Israel's Contribution to the Modern Evolution of International Law

(Jerusalem Center for Public Affairs) Amb. Alan Baker - Even before the establishment of the Israeli state, Jewish and Israeli international lawyers and experts participated in the drafting of the Genocide Convention and relevant international resolutions. In the aftermath of World War II, Israel was one of the few founding countries that initiated and developed the idea of a permanent international criminal court to deal with genocide and crimes against humanity. Israel actively participated in the drafting of the 1958 international conventions on the laws of the sea and international straits and the subsequent 1982 International Convention on the Law of the Sea. On the basis of Israel's battlefield experience, Israeli legal and military experts participated in the development and codification of the laws of armed conflict and international humanitarian law, including the 1977 Additional Protocols to the Geneva Conventions, international humanitarian law and human rights instruments, conventional weapons conventions, mine protocols, and non-conventional weapons conventions. Through Israel's battlefield experience, Israel has developed combat techniques to deal with modern-day terror, while at the same time seeking to avoid loss of life by innocent individuals.

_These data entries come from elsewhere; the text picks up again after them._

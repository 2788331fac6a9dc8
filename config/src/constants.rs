//! # Configuration Constants
//!
//! Centralized constants for the CSG pipeline. Document defaults, printer
//! layout, bounding-volume extents and recursion limits are defined here.
//!
//! ## Categories
//!
//! - **Document**: Version defaults and structural rules of the CSG format
//! - **Printer**: Layout of serialized CSG text
//! - **Geometry**: Canonical primitive extents and material defaults
//! - **Limits**: Recursion and fixpoint iteration bounds
//! - **Files**: Extensions understood by the converter

use std::fmt;

// =============================================================================
// DOCUMENT CONSTANTS
// =============================================================================

/// Version name recorded in a file document without a version directive.
///
/// # Example
///
/// ```rust
/// use config::constants::DEFAULT_VERSION_NAME;
///
/// let directive: Option<&str> = None;
/// assert_eq!(directive.unwrap_or(DEFAULT_VERSION_NAME), "undefined");
/// ```
pub const DEFAULT_VERSION_NAME: &str = "undefined";

/// Major version recorded in a file document without a version directive.
pub const DEFAULT_VERSION_MAJOR: u32 = 0;

/// Minor version recorded in a file document without a version directive.
pub const DEFAULT_VERSION_MINOR: u32 = 0;

/// Minimum number of children a binary boolean instruction must carry
/// (`union`, `difference`, `intersection`, `smin`) to be serialized.
///
/// # Example
///
/// ```rust
/// use config::constants::MIN_BINARY_OPERANDS;
///
/// let children = 1;
/// assert!(children < MIN_BINARY_OPERANDS);
/// ```
pub const MIN_BINARY_OPERANDS: usize = 2;

// =============================================================================
// PRINTER CONSTANTS
// =============================================================================

/// Number of spaces added per nesting level in serialized CSG text.
///
/// # Example
///
/// ```rust
/// use config::constants::DEFAULT_INDENT_WIDTH;
///
/// let indent = " ".repeat(DEFAULT_INDENT_WIDTH * 2);
/// assert_eq!(indent.len(), 4);
/// ```
pub const DEFAULT_INDENT_WIDTH: usize = 2;

// =============================================================================
// GEOMETRY CONSTANTS
// =============================================================================

/// Half extent of the canonical primitive cube `[-1, 1]³`.
///
/// Every primitive is defined in object space inside this cube; its scene
/// bound is the image of the cube corners under the primitive transform.
pub const UNIT_HALF_EXTENT: f64 = 1.0;

/// Coordinate magnitude used for the bounds of complemented primitives.
///
/// Matches the largest single-precision float so the surface-area metric of
/// such a box stays finite in double precision.
///
/// # Example
///
/// ```rust
/// use config::constants::UNBOUNDED_EXTENT;
///
/// let side = 2.0 * UNBOUNDED_EXTENT;
/// assert!((side * side * 3.0).is_finite());
/// ```
pub const UNBOUNDED_EXTENT: f64 = f32::MAX as f64;

/// Radius used for spheres whose `r` property is missing or not positive.
pub const DEFAULT_SPHERE_RADIUS: f64 = 1.0;

/// Default material color (opaque white), RGBA in range [0.0, 1.0].
pub const DEFAULT_COLOR: [f32; 4] = [1.0, 1.0, 1.0, 1.0];

// =============================================================================
// LIMIT CONSTANTS
// =============================================================================

/// Upper bound on clip/grow alternations when tightening tree bounds.
///
/// Each pass only shrinks bounds, so the loop reaches a fixpoint.
pub const DEFAULT_MAX_TIGHTENING_PASSES: usize = 64;

/// Remaining stack (in bytes) below which recursive passes grow the stack.
///
/// The `stacker` crate is used to handle deeply nested documents safely.
pub const STACKER_RED_ZONE_BYTES: usize = 64 * 1024;

/// Size (in bytes) of each stack segment allocated by `stacker`.
pub const STACKER_STACK_SIZE_BYTES: usize = 8 * 1024 * 1024;

// =============================================================================
// FILE CONSTANTS
// =============================================================================

/// Extension of CSG text files.
pub const CSG_EXTENSION: &str = "csg";

/// Extension of structured-document (JSON) files.
pub const CSGJS_EXTENSION: &str = "csgjs";

// =============================================================================
// GLOBAL CONFIG
// =============================================================================

/// Immutable snapshot of settings shared between the printer and the tree
/// engine.
///
/// # Examples
/// ```
/// use config::constants::GlobalConfig;
/// let config = GlobalConfig::default();
/// assert!(config.max_tightening_passes > 0);
/// ```
#[derive(Debug, Clone, Copy, PartialEq, Eq)]
pub struct GlobalConfig {
    /// Spaces per nesting level in serialized CSG text.
    pub indent_width: usize,
    /// Maximum clip/grow alternations when tightening bounds.
    pub max_tightening_passes: usize,
}

impl GlobalConfig {
    /// Builds a configuration, rejecting zero-valued settings.
    ///
    /// # Examples
    /// ```
    /// use config::constants::GlobalConfig;
    /// let cfg = GlobalConfig::new(4, 16).expect("valid config");
    /// assert_eq!(cfg.indent_width, 4);
    /// ```
    pub fn new(indent_width: usize, max_tightening_passes: usize) -> Result<Self, ConfigError> {
        if indent_width == 0 {
            return Err(ConfigError::InvalidIndentWidth(indent_width));
        }
        if max_tightening_passes == 0 {
            return Err(ConfigError::InvalidPassLimit(max_tightening_passes));
        }
        Ok(Self {
            indent_width,
            max_tightening_passes,
        })
    }

    /// Indentation string for the given nesting depth.
    pub fn indent(&self, depth: usize) -> String {
        " ".repeat(self.indent_width * depth)
    }
}

impl Default for GlobalConfig {
    fn default() -> Self {
        Self {
            indent_width: DEFAULT_INDENT_WIDTH,
            max_tightening_passes: DEFAULT_MAX_TIGHTENING_PASSES,
        }
    }
}

/// Error returned when invalid configuration values are provided.
#[derive(Debug, PartialEq)]
pub enum ConfigError {
    /// Raised when the indentation width is zero.
    InvalidIndentWidth(usize),
    /// Raised when the tightening pass limit is zero.
    InvalidPassLimit(usize),
}

impl fmt::Display for ConfigError {
    fn fmt(&self, f: &mut fmt::Formatter<'_>) -> fmt::Result {
        match self {
            ConfigError::InvalidIndentWidth(value) => {
                write!(f, "indent_width must be positive: {value}")
            }
            ConfigError::InvalidPassLimit(value) => {
                write!(f, "max_tightening_passes must be positive: {value}")
            }
        }
    }
}

impl std::error::Error for ConfigError {}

However, with all that Israel has achieved and contributed to humanity, the same elements of hostility, discrimination, singling-out, and anti-Semitism that have existed since even before Israel's establishment remain a major stumbling block to its total acceptance and acknowledgment in the international community. The writer, director of the Institute for Contemporary Affairs at the Jerusalem Center, served as legal adviser and deputy director-general of Israel's Ministry of Foreign Affairs and as Israel's ambassador to Canada.